→ Work instructions: The answer should consist of every line in the material below that has the word "ConnectionManager".

→ Exercise data:
========
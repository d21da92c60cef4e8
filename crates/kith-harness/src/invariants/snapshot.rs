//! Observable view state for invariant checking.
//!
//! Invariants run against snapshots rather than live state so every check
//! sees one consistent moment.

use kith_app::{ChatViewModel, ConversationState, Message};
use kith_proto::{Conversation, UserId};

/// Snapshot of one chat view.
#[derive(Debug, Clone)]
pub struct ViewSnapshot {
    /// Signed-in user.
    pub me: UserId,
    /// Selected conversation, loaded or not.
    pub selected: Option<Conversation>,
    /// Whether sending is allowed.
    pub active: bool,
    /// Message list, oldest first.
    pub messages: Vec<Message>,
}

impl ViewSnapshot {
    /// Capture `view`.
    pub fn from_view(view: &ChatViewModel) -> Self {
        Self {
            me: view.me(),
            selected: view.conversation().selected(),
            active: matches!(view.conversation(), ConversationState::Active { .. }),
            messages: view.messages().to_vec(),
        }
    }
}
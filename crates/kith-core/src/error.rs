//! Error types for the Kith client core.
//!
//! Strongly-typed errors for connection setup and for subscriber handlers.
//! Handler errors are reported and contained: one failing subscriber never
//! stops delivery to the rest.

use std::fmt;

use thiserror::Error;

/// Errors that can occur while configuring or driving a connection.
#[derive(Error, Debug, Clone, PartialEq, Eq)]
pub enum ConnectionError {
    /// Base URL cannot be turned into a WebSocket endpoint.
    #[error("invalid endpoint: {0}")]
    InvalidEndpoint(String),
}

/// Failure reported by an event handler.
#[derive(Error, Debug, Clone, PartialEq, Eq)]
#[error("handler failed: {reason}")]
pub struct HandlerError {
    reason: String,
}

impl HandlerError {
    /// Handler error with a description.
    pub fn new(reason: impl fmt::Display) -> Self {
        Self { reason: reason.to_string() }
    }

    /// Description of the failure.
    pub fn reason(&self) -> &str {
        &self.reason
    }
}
========
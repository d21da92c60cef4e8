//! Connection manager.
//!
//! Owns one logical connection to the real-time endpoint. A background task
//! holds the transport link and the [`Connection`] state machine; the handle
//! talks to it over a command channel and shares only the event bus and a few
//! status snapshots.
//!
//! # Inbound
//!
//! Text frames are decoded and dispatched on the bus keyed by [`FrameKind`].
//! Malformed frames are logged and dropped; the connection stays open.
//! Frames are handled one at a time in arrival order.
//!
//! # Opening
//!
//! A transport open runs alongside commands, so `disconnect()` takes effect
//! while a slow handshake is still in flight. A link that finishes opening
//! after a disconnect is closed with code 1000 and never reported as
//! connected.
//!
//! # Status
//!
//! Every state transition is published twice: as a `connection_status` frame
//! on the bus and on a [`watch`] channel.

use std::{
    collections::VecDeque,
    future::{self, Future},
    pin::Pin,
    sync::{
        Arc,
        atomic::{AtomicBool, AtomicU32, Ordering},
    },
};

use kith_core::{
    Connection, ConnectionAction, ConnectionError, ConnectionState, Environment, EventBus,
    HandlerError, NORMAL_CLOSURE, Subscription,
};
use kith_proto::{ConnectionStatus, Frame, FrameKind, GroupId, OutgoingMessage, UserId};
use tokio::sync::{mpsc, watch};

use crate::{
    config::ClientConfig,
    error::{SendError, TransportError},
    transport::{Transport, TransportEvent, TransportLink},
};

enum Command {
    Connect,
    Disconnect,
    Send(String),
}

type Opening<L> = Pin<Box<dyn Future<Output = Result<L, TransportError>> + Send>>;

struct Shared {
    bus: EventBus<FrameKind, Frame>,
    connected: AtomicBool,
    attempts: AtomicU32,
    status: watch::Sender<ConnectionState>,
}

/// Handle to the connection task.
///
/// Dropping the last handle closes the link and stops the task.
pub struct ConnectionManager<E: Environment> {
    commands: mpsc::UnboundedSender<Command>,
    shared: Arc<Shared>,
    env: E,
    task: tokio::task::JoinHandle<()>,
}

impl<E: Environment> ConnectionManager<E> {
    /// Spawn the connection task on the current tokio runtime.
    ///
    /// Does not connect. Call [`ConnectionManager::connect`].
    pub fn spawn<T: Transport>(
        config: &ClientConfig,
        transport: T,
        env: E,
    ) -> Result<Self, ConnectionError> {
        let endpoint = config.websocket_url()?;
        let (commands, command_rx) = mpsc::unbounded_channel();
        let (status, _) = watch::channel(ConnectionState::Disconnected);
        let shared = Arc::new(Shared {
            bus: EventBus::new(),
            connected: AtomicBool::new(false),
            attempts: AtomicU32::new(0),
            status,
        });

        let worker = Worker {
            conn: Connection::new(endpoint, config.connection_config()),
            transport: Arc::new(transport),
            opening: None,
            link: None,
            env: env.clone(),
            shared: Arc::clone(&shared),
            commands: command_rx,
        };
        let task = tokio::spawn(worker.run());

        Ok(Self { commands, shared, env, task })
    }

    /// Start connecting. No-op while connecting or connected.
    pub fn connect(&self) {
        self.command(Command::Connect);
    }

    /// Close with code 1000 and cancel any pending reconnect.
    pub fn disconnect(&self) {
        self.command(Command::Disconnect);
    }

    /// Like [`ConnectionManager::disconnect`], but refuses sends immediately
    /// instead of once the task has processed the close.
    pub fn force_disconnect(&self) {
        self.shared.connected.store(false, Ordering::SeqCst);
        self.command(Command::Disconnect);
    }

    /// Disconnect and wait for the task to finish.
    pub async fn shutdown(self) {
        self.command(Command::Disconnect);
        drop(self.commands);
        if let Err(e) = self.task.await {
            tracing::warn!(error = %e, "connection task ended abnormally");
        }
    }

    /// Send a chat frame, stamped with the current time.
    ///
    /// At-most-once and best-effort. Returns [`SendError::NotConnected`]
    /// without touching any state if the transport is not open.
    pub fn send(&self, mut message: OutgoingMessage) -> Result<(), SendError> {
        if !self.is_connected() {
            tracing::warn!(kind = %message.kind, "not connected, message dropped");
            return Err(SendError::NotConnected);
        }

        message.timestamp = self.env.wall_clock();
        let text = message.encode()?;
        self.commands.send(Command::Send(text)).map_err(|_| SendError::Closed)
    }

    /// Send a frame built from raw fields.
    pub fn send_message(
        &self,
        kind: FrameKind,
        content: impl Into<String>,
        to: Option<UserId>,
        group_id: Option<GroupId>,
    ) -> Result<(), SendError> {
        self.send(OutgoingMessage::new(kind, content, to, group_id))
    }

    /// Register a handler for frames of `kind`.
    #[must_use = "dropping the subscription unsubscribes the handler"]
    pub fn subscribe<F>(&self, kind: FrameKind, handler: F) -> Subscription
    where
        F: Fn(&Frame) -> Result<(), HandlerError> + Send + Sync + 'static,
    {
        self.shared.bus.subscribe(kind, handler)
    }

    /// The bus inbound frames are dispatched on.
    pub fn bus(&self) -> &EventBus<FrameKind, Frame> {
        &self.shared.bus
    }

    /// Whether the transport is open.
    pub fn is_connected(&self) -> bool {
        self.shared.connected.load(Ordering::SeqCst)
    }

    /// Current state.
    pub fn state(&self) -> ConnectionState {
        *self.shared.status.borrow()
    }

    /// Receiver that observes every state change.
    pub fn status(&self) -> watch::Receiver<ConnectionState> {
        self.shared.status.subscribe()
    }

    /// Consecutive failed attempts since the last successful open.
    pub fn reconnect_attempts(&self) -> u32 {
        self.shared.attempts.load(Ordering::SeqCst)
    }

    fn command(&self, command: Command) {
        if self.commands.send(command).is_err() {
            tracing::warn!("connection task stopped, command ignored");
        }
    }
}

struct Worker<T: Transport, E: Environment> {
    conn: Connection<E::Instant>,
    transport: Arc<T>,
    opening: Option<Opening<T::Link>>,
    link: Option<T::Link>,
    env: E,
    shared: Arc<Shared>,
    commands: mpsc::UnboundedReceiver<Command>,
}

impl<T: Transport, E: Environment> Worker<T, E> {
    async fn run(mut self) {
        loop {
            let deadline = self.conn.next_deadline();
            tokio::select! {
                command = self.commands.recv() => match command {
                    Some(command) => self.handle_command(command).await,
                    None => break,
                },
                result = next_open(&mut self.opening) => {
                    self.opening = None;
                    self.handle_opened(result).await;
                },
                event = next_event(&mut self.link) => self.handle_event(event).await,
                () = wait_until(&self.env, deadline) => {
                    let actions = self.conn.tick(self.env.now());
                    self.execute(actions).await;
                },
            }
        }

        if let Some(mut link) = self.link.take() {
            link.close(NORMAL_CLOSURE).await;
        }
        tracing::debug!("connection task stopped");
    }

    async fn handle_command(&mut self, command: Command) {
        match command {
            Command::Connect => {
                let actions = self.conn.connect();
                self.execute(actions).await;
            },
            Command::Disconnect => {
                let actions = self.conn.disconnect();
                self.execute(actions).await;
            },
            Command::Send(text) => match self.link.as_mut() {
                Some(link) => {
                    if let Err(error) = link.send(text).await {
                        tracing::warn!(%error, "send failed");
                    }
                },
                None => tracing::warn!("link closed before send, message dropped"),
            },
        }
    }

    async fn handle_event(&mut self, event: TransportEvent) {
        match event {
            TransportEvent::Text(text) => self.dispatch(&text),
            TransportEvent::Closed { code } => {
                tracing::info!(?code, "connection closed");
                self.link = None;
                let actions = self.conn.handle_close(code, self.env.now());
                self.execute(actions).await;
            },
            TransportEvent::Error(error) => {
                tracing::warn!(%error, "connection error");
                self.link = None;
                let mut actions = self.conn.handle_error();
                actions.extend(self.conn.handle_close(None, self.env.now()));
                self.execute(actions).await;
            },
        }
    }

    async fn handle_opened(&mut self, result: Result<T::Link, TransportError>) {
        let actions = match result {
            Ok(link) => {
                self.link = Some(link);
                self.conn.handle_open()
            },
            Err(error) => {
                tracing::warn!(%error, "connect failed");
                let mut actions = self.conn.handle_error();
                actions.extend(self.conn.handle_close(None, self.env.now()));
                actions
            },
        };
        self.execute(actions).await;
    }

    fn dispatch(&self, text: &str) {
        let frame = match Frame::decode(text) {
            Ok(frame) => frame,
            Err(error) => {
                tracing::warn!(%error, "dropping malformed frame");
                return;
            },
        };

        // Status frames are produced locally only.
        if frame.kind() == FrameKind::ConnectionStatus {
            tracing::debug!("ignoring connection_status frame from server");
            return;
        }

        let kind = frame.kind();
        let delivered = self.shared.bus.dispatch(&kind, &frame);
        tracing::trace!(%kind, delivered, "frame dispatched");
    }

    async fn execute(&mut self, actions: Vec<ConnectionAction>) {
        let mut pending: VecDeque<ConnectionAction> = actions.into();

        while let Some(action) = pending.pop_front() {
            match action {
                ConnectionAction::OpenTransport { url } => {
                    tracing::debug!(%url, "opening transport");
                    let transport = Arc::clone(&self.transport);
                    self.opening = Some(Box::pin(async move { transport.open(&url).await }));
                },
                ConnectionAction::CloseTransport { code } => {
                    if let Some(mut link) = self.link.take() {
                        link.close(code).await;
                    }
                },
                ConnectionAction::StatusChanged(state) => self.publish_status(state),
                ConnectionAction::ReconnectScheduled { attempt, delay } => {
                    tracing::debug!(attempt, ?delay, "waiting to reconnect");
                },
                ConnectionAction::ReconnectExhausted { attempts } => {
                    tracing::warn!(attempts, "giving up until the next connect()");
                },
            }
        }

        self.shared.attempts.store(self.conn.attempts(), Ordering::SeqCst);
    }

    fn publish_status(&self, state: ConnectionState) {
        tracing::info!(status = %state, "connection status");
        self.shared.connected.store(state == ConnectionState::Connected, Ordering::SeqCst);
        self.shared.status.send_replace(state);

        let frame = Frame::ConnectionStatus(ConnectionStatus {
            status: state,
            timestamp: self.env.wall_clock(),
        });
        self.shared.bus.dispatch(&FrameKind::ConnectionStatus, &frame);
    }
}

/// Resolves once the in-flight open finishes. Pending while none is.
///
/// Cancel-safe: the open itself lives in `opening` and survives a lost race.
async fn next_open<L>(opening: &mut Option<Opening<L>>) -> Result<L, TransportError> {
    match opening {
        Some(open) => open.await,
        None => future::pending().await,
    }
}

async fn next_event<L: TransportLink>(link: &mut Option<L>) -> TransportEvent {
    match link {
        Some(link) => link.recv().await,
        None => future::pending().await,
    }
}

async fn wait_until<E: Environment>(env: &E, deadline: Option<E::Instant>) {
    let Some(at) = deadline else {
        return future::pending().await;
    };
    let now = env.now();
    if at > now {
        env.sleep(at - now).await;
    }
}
========
→ Expected answer:
pub struct ConnectionManager<E: Environment> {
impl<E: Environment> ConnectionManager<E> {
    /// Does not connect. Call [`ConnectionManager::connect`].
    /// Like [`ConnectionManager::disconnect`], but refuses sends immediately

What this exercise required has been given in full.